* [Records drawn from a dataset]
# # # # # # #

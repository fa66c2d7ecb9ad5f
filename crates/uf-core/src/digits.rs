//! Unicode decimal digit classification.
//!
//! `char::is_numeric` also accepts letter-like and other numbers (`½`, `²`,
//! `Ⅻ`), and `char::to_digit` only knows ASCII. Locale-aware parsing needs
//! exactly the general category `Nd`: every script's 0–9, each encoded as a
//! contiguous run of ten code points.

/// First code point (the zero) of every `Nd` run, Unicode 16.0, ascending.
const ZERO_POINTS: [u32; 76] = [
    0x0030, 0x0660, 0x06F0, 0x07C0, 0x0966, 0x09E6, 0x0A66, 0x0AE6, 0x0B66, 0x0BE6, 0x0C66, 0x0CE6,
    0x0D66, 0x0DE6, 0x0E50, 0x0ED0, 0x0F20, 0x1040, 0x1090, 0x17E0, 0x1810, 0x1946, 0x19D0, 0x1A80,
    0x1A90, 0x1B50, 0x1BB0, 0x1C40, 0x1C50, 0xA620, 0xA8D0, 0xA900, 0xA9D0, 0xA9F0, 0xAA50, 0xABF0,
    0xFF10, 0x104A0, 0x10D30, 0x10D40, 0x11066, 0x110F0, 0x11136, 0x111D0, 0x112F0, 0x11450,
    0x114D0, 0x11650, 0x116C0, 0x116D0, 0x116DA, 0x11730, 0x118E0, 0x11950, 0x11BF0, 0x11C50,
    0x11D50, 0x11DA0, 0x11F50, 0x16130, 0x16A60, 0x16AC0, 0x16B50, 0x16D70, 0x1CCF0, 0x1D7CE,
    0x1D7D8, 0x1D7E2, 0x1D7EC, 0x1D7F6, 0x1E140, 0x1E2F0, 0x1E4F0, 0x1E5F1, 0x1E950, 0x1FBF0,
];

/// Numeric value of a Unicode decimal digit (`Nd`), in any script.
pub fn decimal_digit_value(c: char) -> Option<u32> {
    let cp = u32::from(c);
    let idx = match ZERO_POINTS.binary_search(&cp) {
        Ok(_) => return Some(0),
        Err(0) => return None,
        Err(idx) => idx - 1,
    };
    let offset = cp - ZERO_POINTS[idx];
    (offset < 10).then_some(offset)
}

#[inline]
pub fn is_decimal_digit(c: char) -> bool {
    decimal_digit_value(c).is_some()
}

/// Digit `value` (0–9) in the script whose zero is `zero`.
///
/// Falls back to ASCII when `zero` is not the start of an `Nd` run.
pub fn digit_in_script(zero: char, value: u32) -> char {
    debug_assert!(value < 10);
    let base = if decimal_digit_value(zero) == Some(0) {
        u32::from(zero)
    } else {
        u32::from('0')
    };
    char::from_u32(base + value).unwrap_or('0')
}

# # # # # # #

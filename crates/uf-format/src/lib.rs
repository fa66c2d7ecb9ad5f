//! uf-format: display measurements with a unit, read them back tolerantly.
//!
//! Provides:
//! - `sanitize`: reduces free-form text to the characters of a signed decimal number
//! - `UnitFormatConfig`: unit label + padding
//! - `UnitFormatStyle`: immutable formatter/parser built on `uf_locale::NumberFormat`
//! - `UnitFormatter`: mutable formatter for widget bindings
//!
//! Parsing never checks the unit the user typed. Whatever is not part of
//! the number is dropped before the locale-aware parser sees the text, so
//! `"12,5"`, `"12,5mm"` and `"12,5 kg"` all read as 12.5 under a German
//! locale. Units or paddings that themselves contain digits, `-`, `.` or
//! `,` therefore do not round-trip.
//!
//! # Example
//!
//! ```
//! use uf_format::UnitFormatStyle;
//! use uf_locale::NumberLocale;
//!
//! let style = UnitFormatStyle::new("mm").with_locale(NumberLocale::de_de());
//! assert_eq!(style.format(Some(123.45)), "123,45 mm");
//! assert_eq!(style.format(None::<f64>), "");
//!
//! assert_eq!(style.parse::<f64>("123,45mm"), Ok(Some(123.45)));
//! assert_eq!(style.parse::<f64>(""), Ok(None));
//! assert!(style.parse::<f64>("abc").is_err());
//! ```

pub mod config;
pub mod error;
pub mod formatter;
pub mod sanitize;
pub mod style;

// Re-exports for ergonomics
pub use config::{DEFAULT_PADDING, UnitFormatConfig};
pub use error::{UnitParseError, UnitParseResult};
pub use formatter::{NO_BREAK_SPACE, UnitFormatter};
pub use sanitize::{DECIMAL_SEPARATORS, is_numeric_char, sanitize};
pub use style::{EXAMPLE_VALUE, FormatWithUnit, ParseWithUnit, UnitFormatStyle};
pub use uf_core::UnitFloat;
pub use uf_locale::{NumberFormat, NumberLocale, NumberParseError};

# # # # # # #

* [About this task] All lines above containing the string "UnitFormatStyle" are to be collected.

* [Response]
//! - `UnitFormatStyle`: immutable formatter/parser built on `uf_locale::NumberFormat`
//! use uf_format::UnitFormatStyle;
//! let style = UnitFormatStyle::new("mm").with_locale(NumberLocale::de_de());
pub use style::{EXAMPLE_VALUE, FormatWithUnit, ParseWithUnit, UnitFormatStyle};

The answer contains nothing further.